[Extracted data]
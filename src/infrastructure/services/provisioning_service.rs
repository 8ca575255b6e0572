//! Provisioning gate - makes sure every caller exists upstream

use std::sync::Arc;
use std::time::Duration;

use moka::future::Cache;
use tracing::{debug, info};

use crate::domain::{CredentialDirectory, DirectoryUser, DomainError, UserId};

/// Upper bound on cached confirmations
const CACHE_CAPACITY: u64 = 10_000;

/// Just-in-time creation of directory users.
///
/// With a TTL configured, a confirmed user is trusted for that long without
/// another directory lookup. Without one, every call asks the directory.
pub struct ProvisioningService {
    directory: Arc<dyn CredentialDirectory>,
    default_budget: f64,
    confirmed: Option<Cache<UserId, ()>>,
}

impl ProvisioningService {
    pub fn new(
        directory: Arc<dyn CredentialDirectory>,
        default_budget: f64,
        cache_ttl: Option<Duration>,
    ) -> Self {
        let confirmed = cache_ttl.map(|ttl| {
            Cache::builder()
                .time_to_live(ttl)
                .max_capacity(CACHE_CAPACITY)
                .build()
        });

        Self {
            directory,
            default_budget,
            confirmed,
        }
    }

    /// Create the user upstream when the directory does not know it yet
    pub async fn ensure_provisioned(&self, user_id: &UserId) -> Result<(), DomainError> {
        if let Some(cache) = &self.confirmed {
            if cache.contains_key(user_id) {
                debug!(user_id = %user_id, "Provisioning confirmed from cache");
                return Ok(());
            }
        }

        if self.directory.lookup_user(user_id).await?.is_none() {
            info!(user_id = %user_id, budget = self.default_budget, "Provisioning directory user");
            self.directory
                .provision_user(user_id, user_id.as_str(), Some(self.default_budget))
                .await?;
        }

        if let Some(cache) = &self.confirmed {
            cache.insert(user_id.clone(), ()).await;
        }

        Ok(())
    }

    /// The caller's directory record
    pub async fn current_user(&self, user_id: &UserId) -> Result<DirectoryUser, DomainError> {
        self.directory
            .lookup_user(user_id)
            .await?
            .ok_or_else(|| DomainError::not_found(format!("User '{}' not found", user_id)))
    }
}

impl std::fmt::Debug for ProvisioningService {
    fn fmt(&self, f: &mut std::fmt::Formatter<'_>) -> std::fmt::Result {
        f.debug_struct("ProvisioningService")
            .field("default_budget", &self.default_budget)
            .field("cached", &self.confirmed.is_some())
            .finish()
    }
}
[/Extracted data]
Task item: None of the records may be omitted or altered when they are given again.

Answer below:
filename src/infrastructure/services/provisioning_service.rs
repository 8ca575255b6e0572
//! Provisioning gate - makes sure every caller exists upstream

use std::sync::Arc;
use std::time::Duration;

use moka::future::Cache;
use tracing::{debug, info};

use crate::domain::{CredentialDirectory, DirectoryUser, DomainError, UserId};

/// Upper bound on cached confirmations
const CACHE_CAPACITY: u64 = 10_000;

/// Just-in-time creation of directory users.
///
/// With a TTL configured, a confirmed user is trusted for that long without
/// another directory lookup. Without one, every call asks the directory.
pub struct ProvisioningService {
    directory: Arc<dyn CredentialDirectory>,
    default_budget: f64,
    confirmed: Option<Cache<UserId, ()>>,
}

impl ProvisioningService {
    pub fn new(
        directory: Arc<dyn CredentialDirectory>,
        default_budget: f64,
        cache_ttl: Option<Duration>,
    ) -> Self {
        let confirmed = cache_ttl.map(|ttl| {
            Cache::builder()
                .time_to_live(ttl)
                .max_capacity(CACHE_CAPACITY)
                .build()
        });

        Self {
            directory,
            default_budget,
            confirmed,
        }
    }

    /// Create the user upstream when the directory does not know it yet
    pub async fn ensure_provisioned(&self, user_id: &UserId) -> Result<(), DomainError> {
        if let Some(cache) = &self.confirmed {
            if cache.contains_key(user_id) {
                debug!(user_id = %user_id, "Provisioning confirmed from cache");
                return Ok(());
            }
        }

        if self.directory.lookup_user(user_id).await?.is_none() {
            info!(user_id = %user_id, budget = self.default_budget, "Provisioning directory user");
            self.directory
                .provision_user(user_id, user_id.as_str(), Some(self.default_budget))
                .await?;
        }

        if let Some(cache) = &self.confirmed {
            cache.insert(user_id.clone(), ()).await;
        }

        Ok(())
    }

    /// The caller's directory record
    pub async fn current_user(&self, user_id: &UserId) -> Result<DirectoryUser, DomainError> {
        self.directory
            .lookup_user(user_id)
            .await?
            .ok_or_else(|| DomainError::not_found(format!("User '{}' not found", user_id)))
    }
}

impl std::fmt::Debug for ProvisioningService {
    fn fmt(&self, f: &mut std::fmt::Formatter<'_>) -> std::fmt::Result {
        f.debug_struct("ProvisioningService")
            .field("default_budget", &self.default_budget)
            .field("cached", &self.confirmed.is_some())
            .finish()
    }
}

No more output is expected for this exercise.